SUMMARY – Jesus tells Jewish leaders the Kingdom of God is going to be stripped from them because they won’t accept what God is doing despite His patient, persistent, grace and generosity.

In our journey through Matthew we’ve come to the section concerning the final week of Jesus’ life. This is what everything else has been building toward. The holy child of Bethlehem who was carried in His mother’s arms is all grown up now, talking in Jerusalem with the leaders of the nation who have been rejecting and resisting Him.

This morning I want you to notice the patience and persistence God shows with these men, the judgment He warns them about, the unexpected grace that is shown to others, and the goodness and generosity of God toward all people. We’ll start by reading the whole story and then we’ll circle back and make some observations.

We begin in

Matthew 21:23 Now when He came into the temple, the chief priests and the elders of the people confronted Him as He was teaching, and said, “By what authority are You doing these things? And who gave You this authority?”

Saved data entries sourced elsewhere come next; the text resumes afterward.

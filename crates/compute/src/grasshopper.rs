//! Grasshopper data trees and solve payloads

use base64::{engine::general_purpose, Engine as _};
use chrono::{DateTime, Local};
use serde::Serialize;
use serde_json::{Map, Value};
use shared::{McpError, Result};
use std::collections::BTreeMap;
use std::path::{Path, PathBuf};

/// Branch used for single-item inputs and read back from outputs
pub const FIRST_BRANCH: &str = "{0}";

/// One named input tree, as Rhino.Compute expects it
#[derive(Debug, Clone, PartialEq, Serialize)]
pub struct DataTree {
    #[serde(rename = "ParamName")]
    pub param_name: String,

    #[serde(rename = "InnerTree")]
    pub inner_tree: BTreeMap<String, Vec<DataItem>>,
}

#[derive(Debug, Clone, PartialEq, Serialize)]
pub struct DataItem {
    pub data: String,
}

impl DataTree {
    /// Tree holding a single value on branch `{0}`
    pub fn single(name: impl Into<String>, value: &Value) -> Self {
        let data = match value {
            Value::String(s) => s.clone(),
            other => other.to_string(),
        };
        let mut inner_tree = BTreeMap::new();
        inner_tree.insert(FIRST_BRANCH.to_string(), vec![DataItem { data }]);
        Self {
            param_name: name.into(),
            inner_tree,
        }
    }
}

/// Body of `POST grasshopper`
#[derive(Debug, Clone, Serialize)]
pub struct SolveRequest {
    pub algo: String,
    pub pointer: Option<String>,
    pub values: Vec<DataTree>,
}

impl SolveRequest {
    pub fn new(definition: &[u8], inputs: &Map<String, Value>) -> Self {
        Self {
            algo: general_purpose::STANDARD.encode(definition),
            pointer: None,
            values: inputs.iter().map(|(name, value)| DataTree::single(name, value)).collect(),
        }
    }
}

/// Decode the items of one branch of the first output parameter.
///
/// Each item's `data` has one layer of quotes stripped, then reads as a JSON
/// object (encoded geometry), a number, or falls back to the raw string.
pub fn decode_output(output: &Value, branch: &str) -> Result<Vec<Value>> {
    let items = output["values"]
        .get(0)
        .and_then(|v| v["InnerTree"].get(branch))
        .and_then(Value::as_array)
        .ok_or_else(|| McpError::Upstream(format!("no output branch {} in solve result", branch)))?;

    Ok(items.iter().map(|item| decode_item(&item["data"])).collect())
}

fn decode_item(data: &Value) -> Value {
    let Some(raw) = data.as_str() else {
        return data.clone();
    };

    let text = if raw.len() >= 2 && raw.starts_with('"') && raw.ends_with('"') {
        &raw[1..raw.len() - 1]
    } else {
        raw
    };

    if let Ok(object @ Value::Object(_)) = serde_json::from_str::<Value>(text) {
        return object;
    }

    let number = if text.contains('.') {
        text.parse::<f64>().ok().and_then(|f| serde_json::Number::from_f64(f).map(Value::Number))
    } else {
        text.parse::<i64>().ok().map(Value::from)
    };

    number.unwrap_or_else(|| Value::String(text.to_string()))
}

/// Absolute form of a possibly relative path
pub fn resolve_path(pointer: &str) -> Result<PathBuf> {
    let path = Path::new(pointer);
    if path.is_absolute() {
        Ok(path.to_path_buf())
    } else {
        Ok(std::env::current_dir()?.join(path))
    }
}

/// `<dir>/<definition stem>_<YYYYmmdd_HHMMSS>.json`
pub fn output_file_path(dir: &Path, definition: &Path, at: DateTime<Local>) -> PathBuf {
    let stem = definition
        .file_stem()
        .map(|s| s.to_string_lossy().into_owned())
        .unwrap_or_else(|| "definition".to_string());
    dir.join(format!("{}_{}.json", stem, at.format("%Y%m%d_%H%M%S")))
}

#[cfg(test)]
mod tests {
    use super::*;
    use chrono::TimeZone;
    use serde_json::json;

    #[test]
    fn test_single_tree_shape() {
        let tree = DataTree::single("radius", &json!(2.5));
        assert_eq!(
            serde_json::to_value(&tree).unwrap(),
            json!({"ParamName": "radius", "InnerTree": {"{0}": [{"data": "2.5"}]}})
        );
    }

    #[test]
    fn test_string_input_is_not_requoted() {
        let tree = DataTree::single("label", &json!("tower"));
        assert_eq!(tree.inner_tree[FIRST_BRANCH][0].data, "tower");
    }

    #[test]
    fn test_solve_request_encodes_definition() {
        let mut inputs = Map::new();
        inputs.insert("count".to_string(), json!(3));
        let request = SolveRequest::new(b"gh", &inputs);

        assert_eq!(request.algo, "Z2g=");
        assert!(request.pointer.is_none());
        assert_eq!(request.values[0].param_name, "count");
    }

    #[test]
    fn test_decode_output_mixed_items() {
        let output = json!({
            "values": [{
                "ParamName": "RH_OUT:result",
                "InnerTree": {"{0}": [
                    {"data": "\"10\""},
                    {"data": "3.25"},
                    {"data": "\"hello\""},
                    {"data": "{\"version\":10000,\"data\":\"AAA\"}"}
                ]}
            }]
        });

        let values = decode_output(&output, FIRST_BRANCH).unwrap();
        assert_eq!(values[0], json!(10));
        assert_eq!(values[1], json!(3.25));
        assert_eq!(values[2], json!("hello"));
        assert_eq!(values[3]["version"], 10000);
    }

    #[test]
    fn test_decode_output_missing_branch() {
        let err = decode_output(&json!({"values": []}), FIRST_BRANCH).unwrap_err();
        assert!(err.to_string().contains("no output branch"));
    }

    #[test]
    fn test_output_file_path() {
        let at = Local.with_ymd_and_hms(2025, 3, 14, 9, 5, 7).unwrap();
        let path = output_file_path(Path::new("outputs"), Path::new("/defs/Tower.gh"), at);
        assert_eq!(path, Path::new("outputs/Tower_20250314_090507.json"));
    }

    mod edge_cases {
        use super::*;

        #[test]
        fn test_single_quote_char_is_kept() {
            assert_eq!(decode_item(&json!("\"")), json!("\""));
        }

        #[test]
        fn test_non_numeric_with_dot_is_string() {
            assert_eq!(decode_item(&json!("v1.2.3")), json!("v1.2.3"));
        }

        #[test]
        fn test_resolve_relative_path() {
            let path = resolve_path("defs/a.gh").unwrap();
            assert!(path.is_absolute());
            assert!(path.ends_with("defs/a.gh"));
        }
    }
}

These are likely representatives of the Sanhedrin, Israel’s ruling body. So, in modern terms, Jesus received a Congressional inquiry.

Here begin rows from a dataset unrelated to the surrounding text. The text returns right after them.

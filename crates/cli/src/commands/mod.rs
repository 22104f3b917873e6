//! CLI Commands

pub mod chat;
pub mod init;
pub mod serve;
pub mod tools;

pub use chat::ChatCommand;
pub use init::InitCommand;
pub use serve::ServeCommand;
pub use tools::ToolsCommand;

use anyhow::Context;
use shared::ClientConfig;
use std::path::{Path, PathBuf};

/// Config file looked up in the working directory when `--config` is absent
pub const DEFAULT_CONFIG_FILE: &str = "mcp.json";

/// Explicit file, else `./mcp.json`, else the built-in weather server
pub fn load_config(path: Option<&Path>) -> anyhow::Result<ClientConfig> {
    let path: Option<PathBuf> = match path {
        Some(p) => Some(p.to_path_buf()),
        None => Some(PathBuf::from(DEFAULT_CONFIG_FILE)).filter(|p| p.exists()),
    };

    match path {
        Some(p) => ClientConfig::from_file(&p).with_context(|| format!("failed to load {}", p.display())),
        None => Ok(ClientConfig::default()),
    }
}

#[cfg(test)]
mod tests {
    use super::*;
    use std::io::Write;

    #[test]
    fn test_load_explicit_config() {
        let mut file = tempfile::NamedTempFile::new().unwrap();
        write!(file, r#"{{"mcpServers": {{"compute": {{"url": "http://localhost:8001/mcp"}}}}}}"#).unwrap();

        let config = load_config(Some(file.path())).unwrap();
        assert_eq!(config.server_names(), vec!["compute"]);
    }

    #[test]
    fn test_load_missing_explicit_config_fails() {
        let err = load_config(Some(Path::new("/no/such/mcp.json"))).unwrap_err();
        assert!(err.to_string().contains("/no/such/mcp.json"));
    }
}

24 But Jesus answered and said to them, “I also will ask you one thing, which if you tell Me, I likewise will tell you by what authority I do these things: 25 The baptism of John—where was it from? From heaven or from men?”
And they reasoned among themselves, saying, “If we say, ‘From heaven,’ He will say to us, ‘Why then did you not believe him?’ 26 But if we say, ‘From men,’ we fear the multitude, for all count John as a prophet.”

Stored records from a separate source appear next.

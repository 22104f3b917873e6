//! Arithmetic expression evaluator

use super::{AgentTool, ToolOutcome, ToolSpec};
use async_trait::async_trait;
use serde_json::{json, Value};
use thiserror::Error;

#[derive(Debug, Clone, PartialEq, Error)]
pub enum CalcError {
    #[error("unexpected character '{0}'")]
    UnexpectedChar(char),

    #[error("unexpected end of expression")]
    UnexpectedEnd,

    #[error("unexpected token '{0}'")]
    UnexpectedToken(String),

    #[error("unknown name '{0}'")]
    UnknownName(String),

    #[error("division by zero")]
    DivisionByZero,

    #[error("result is not a finite number")]
    NotFinite,

    #[error("expression nests deeper than {0} levels")]
    TooDeep(usize),
}

/// Nesting limit for parentheses, signs and exponents
pub const MAX_DEPTH: usize = 256;

#[derive(Debug, Clone, PartialEq)]
enum Token {
    Number(f64),
    Ident(String),
    Op(char),
    LParen,
    RParen,
}

impl std::fmt::Display for Token {
    fn fmt(&self, f: &mut std::fmt::Formatter<'_>) -> std::fmt::Result {
        match self {
            Token::Number(n) => write!(f, "{}", n),
            Token::Ident(s) => write!(f, "{}", s),
            Token::Op(c) => write!(f, "{}", c),
            Token::LParen => write!(f, "("),
            Token::RParen => write!(f, ")"),
        }
    }
}

fn tokenize(input: &str) -> Result<Vec<Token>, CalcError> {
    let mut tokens = Vec::new();
    let mut chars = input.chars().peekable();

    while let Some(&c) = chars.peek() {
        match c {
            c if c.is_whitespace() => {
                chars.next();
            }
            '0'..='9' | '.' => {
                let mut literal = String::new();
                while let Some(&d) = chars.peek() {
                    if d.is_ascii_digit() || d == '.' {
                        literal.push(d);
                        chars.next();
                    } else {
                        break;
                    }
                }
                let value = literal
                    .parse::<f64>()
                    .map_err(|_| CalcError::UnexpectedToken(literal.clone()))?;
                tokens.push(Token::Number(value));
            }
            c if c.is_alphabetic() || c == '_' => {
                let mut ident = String::new();
                while let Some(&d) = chars.peek() {
                    if d.is_alphanumeric() || d == '_' {
                        ident.push(d);
                        chars.next();
                    } else {
                        break;
                    }
                }
                tokens.push(Token::Ident(ident.to_lowercase()));
            }
            '+' | '-' | '*' | '/' | '%' | '^' => {
                tokens.push(Token::Op(c));
                chars.next();
            }
            '×' => {
                tokens.push(Token::Op('*'));
                chars.next();
            }
            '÷' => {
                tokens.push(Token::Op('/'));
                chars.next();
            }
            '(' => {
                tokens.push(Token::LParen);
                chars.next();
            }
            ')' => {
                tokens.push(Token::RParen);
                chars.next();
            }
            other => return Err(CalcError::UnexpectedChar(other)),
        }
    }

    Ok(tokens)
}

/// Recursive descent over
/// `expr := term (('+'|'-') term)*`,
/// `term := unary (('*'|'/'|'%') unary)*`,
/// `unary := '-' unary | power`,
/// `power := atom ('^' unary)?`
struct Parser {
    tokens: Vec<Token>,
    pos: usize,
    depth: usize,
}

impl Parser {
    fn peek(&self) -> Option<&Token> {
        self.tokens.get(self.pos)
    }

    fn next(&mut self) -> Option<Token> {
        let token = self.tokens.get(self.pos).cloned();
        self.pos += 1;
        token
    }

    fn expr(&mut self) -> Result<f64, CalcError> {
        let mut value = self.term()?;
        while let Some(Token::Op(op @ ('+' | '-'))) = self.peek().cloned() {
            self.pos += 1;
            let rhs = self.term()?;
            value = if op == '+' { value + rhs } else { value - rhs };
        }
        Ok(value)
    }

    fn term(&mut self) -> Result<f64, CalcError> {
        let mut value = self.unary()?;
        while let Some(Token::Op(op @ ('*' | '/' | '%'))) = self.peek().cloned() {
            self.pos += 1;
            let rhs = self.unary()?;
            value = match op {
                '*' => value * rhs,
                _ if rhs == 0.0 => return Err(CalcError::DivisionByZero),
                '/' => value / rhs,
                _ => value % rhs,
            };
        }
        Ok(value)
    }

    /// Depth guard: every recursive path passes through `unary`
    fn unary(&mut self) -> Result<f64, CalcError> {
        if self.depth >= MAX_DEPTH {
            return Err(CalcError::TooDeep(MAX_DEPTH));
        }
        self.depth += 1;
        let result = self.signed();
        self.depth -= 1;
        result
    }

    fn signed(&mut self) -> Result<f64, CalcError> {
        match self.peek() {
            Some(Token::Op('-')) => {
                self.pos += 1;
                Ok(-self.unary()?)
            }
            Some(Token::Op('+')) => {
                self.pos += 1;
                self.unary()
            }
            _ => self.power(),
        }
    }

    fn power(&mut self) -> Result<f64, CalcError> {
        let base = self.atom()?;
        if let Some(Token::Op('^')) = self.peek() {
            self.pos += 1;
            let exponent = self.unary()?;
            return Ok(base.powf(exponent));
        }
        Ok(base)
    }

    fn atom(&mut self) -> Result<f64, CalcError> {
        match self.next() {
            Some(Token::Number(n)) => Ok(n),
            Some(Token::LParen) => {
                let value = self.expr()?;
                self.expect_rparen()?;
                Ok(value)
            }
            Some(Token::Ident(name)) => match name.as_str() {
                "pi" => Ok(std::f64::consts::PI),
                "e" => Ok(std::f64::consts::E),
                _ => {
                    let function = function(&name).ok_or_else(|| CalcError::UnknownName(name.clone()))?;
                    match self.next() {
                        Some(Token::LParen) => {}
                        Some(other) => return Err(CalcError::UnexpectedToken(other.to_string())),
                        None => return Err(CalcError::UnexpectedEnd),
                    }
                    let argument = self.expr()?;
                    self.expect_rparen()?;
                    Ok(function(argument))
                }
            },
            Some(other) => Err(CalcError::UnexpectedToken(other.to_string())),
            None => Err(CalcError::UnexpectedEnd),
        }
    }

    fn expect_rparen(&mut self) -> Result<(), CalcError> {
        match self.next() {
            Some(Token::RParen) => Ok(()),
            Some(other) => Err(CalcError::UnexpectedToken(other.to_string())),
            None => Err(CalcError::UnexpectedEnd),
        }
    }
}

fn function(name: &str) -> Option<fn(f64) -> f64> {
    Some(match name {
        "sqrt" => f64::sqrt,
        "abs" => f64::abs,
        "sin" => f64::sin,
        "cos" => f64::cos,
        "tan" => f64::tan,
        "ln" => f64::ln,
        "log" => f64::log10,
        _ => return None,
    })
}

/// Evaluate an arithmetic expression
pub fn evaluate(expression: &str) -> Result<f64, CalcError> {
    let mut parser = Parser {
        tokens: tokenize(expression)?,
        pos: 0,
        depth: 0,
    };
    let value = parser.expr()?;
    if let Some(extra) = parser.peek() {
        return Err(CalcError::UnexpectedToken(extra.to_string()));
    }
    if !value.is_finite() {
        return Err(CalcError::NotFinite);
    }
    Ok(value)
}

/// Whole numbers print without a fractional part
fn format_number(value: f64) -> String {
    if value.fract() == 0.0 && value.abs() < 1e15 {
        format!("{}", value as i64)
    } else {
        format!("{}", value)
    }
}

pub struct CalculatorTool;

#[async_trait]
impl AgentTool for CalculatorTool {
    fn spec(&self) -> ToolSpec {
        ToolSpec::new(
            "calculator",
            "Evaluate an arithmetic expression. Supports + - * / % ^, parentheses, \
             sqrt, abs, sin, cos, tan, ln, log and the constants pi and e.",
            json!({
                "type": "object",
                "properties": {
                    "expression": {
                        "type": "string",
                        "description": "Expression to evaluate, e.g. \"(3 + 4) * 2\""
                    }
                },
                "required": ["expression"]
            }),
        )
    }

    async fn invoke(&self, input: Value) -> ToolOutcome {
        let Some(expression) = input.get("expression").and_then(Value::as_str) else {
            return ToolOutcome::error("missing required 'expression' string");
        };

        match evaluate(expression) {
            Ok(value) => ToolOutcome::success(format!("Result: {}", format_number(value))),
            Err(e) => ToolOutcome::error(format!("Error evaluating '{}': {}", expression, e)),
        }
    }
}

#[cfg(test)]
mod tests {
    use super::*;
    use crate::message::ToolStatus;

    fn approx(expression: &str, expected: f64) {
        let value = evaluate(expression).unwrap();
        assert!((value - expected).abs() < 1e-9, "{} = {} (expected {})", expression, value, expected);
    }

    // ============== Evaluation Tests ==============

    #[test]
    fn test_precedence() {
        approx("2 + 3 * 4", 14.0);
        approx("(2 + 3) * 4", 20.0);
        approx("10 - 4 - 3", 3.0);
        approx("20 / 4 / 5", 1.0);
        approx("7 % 4", 3.0);
    }

    #[test]
    fn test_power_is_right_associative() {
        approx("2 ^ 3 ^ 2", 512.0);
        approx("-2 ^ 2", -4.0);
        approx("2 ^ -1", 0.5);
    }

    #[test]
    fn test_functions_and_constants() {
        approx("sqrt(16) + abs(-3)", 7.0);
        approx("cos(0)", 1.0);
        approx("log(1000)", 3.0);
        approx("ln(e)", 1.0);
        approx("2 * pi", std::f64::consts::TAU);
    }

    #[test]
    fn test_unicode_operators() {
        approx("6 × 7", 42.0);
        approx("9 ÷ 3", 3.0);
    }

    // ============== Error Tests ==============

    #[test]
    fn test_division_by_zero() {
        assert_eq!(evaluate("1 / 0"), Err(CalcError::DivisionByZero));
        assert_eq!(evaluate("5 % (2 - 2)"), Err(CalcError::DivisionByZero));
    }

    #[test]
    fn test_syntax_errors() {
        assert_eq!(evaluate("2 +"), Err(CalcError::UnexpectedEnd));
        assert_eq!(evaluate("(1 + 2"), Err(CalcError::UnexpectedEnd));
        assert_eq!(evaluate("1 2"), Err(CalcError::UnexpectedToken("2".into())));
        assert_eq!(evaluate("2 $ 3"), Err(CalcError::UnexpectedChar('$')));
        assert_eq!(evaluate("foo(1)"), Err(CalcError::UnknownName("foo".into())));
    }

    #[test]
    fn test_not_finite() {
        assert_eq!(evaluate("sqrt(-1)"), Err(CalcError::NotFinite));
    }

    // ============== Tool Tests ==============

    #[tokio::test]
    async fn test_tool_formats_whole_numbers() {
        let outcome = CalculatorTool.invoke(json!({"expression": "12 * 12"})).await;
        assert_eq!(outcome.status, ToolStatus::Success);
        assert_eq!(outcome.content, vec!["Result: 144"]);
    }

    #[tokio::test]
    async fn test_tool_reports_errors() {
        let outcome = CalculatorTool.invoke(json!({"expression": "1/0"})).await;
        assert_eq!(outcome.status, ToolStatus::Error);
        assert!(outcome.content[0].contains("division by zero"));

        let outcome = CalculatorTool.invoke(json!({})).await;
        assert_eq!(outcome.status, ToolStatus::Error);
    }

    mod edge_cases {
        use super::*;

        #[test]
        fn test_empty_expression() {
            assert_eq!(evaluate(""), Err(CalcError::UnexpectedEnd));
        }

        #[test]
        fn test_case_insensitive_names() {
            approx("SQRT(4) + PI - pi", 2.0);
        }

        #[test]
        fn test_fractional_result_keeps_decimals() {
            assert_eq!(format_number(2.5), "2.5");
            assert_eq!(format_number(-3.0), "-3");
        }

        #[test]
        fn test_deep_nesting_is_rejected() {
            let parens = format!("{}1{}", "(".repeat(5_000), ")".repeat(5_000));
            assert_eq!(evaluate(&parens), Err(CalcError::TooDeep(MAX_DEPTH)));

            let signs = format!("{}1", "-".repeat(5_000));
            assert_eq!(evaluate(&signs), Err(CalcError::TooDeep(MAX_DEPTH)));

            let powers = format!("1{}", "^1".repeat(5_000));
            assert_eq!(evaluate(&powers), Err(CalcError::TooDeep(MAX_DEPTH)));
        }

        #[test]
        fn test_moderate_nesting_still_evaluates() {
            approx(&format!("{}2{}", "(".repeat(100), ")".repeat(100)), 2.0);
        }

        #[test]
        fn test_malformed_number() {
            assert!(matches!(evaluate("1.2.3"), Err(CalcError::UnexpectedToken(_))));
        }
    }
}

It’s important to know all of this is happening publicly. They have to be careful what they say here.

27 So they answered Jesus and said, “We do not know.”
And He said to them, “Neither will I tell you by what authority I do these things.

28 “But what do you think? A man had two sons, and he came to the first and said, ‘Son, go, work today in my vineyard.’ 29 He answered and said, ‘I will not,’ [I have other plans today dad] but afterward he regretted it and went. 30 Then he came to the second and said likewise. And he answered and said, ‘I go, sir,’ [Sure dad, happy to] but he did not go. 31 Which of the two did the will of his father?”
They said to Him, “The first.”
Jesus said to them, “Assuredly, I say to you that tax collectors and harlots enter the kingdom of God before you. 32 For John came to you in the way of righteousness, and you did not believe him; but tax collectors and harlots believed him; and when you saw it, you did not afterward relent and believe him.

33 “Hear another parable: There was a certain landowner who planted a vineyard and set a hedge around it [a fence to keep animals out], dug a winepress in it [for making wine on site from the harvest] and built a tower – [for a watchman keeping an eye on birds descending, thieves sneaking in, and the possibility of a fire]. And he leased it to vinedressers and went into a far country. 34 Now when vintage-time drew near, he sent his servants to the vinedressers, that they might receive its fruit.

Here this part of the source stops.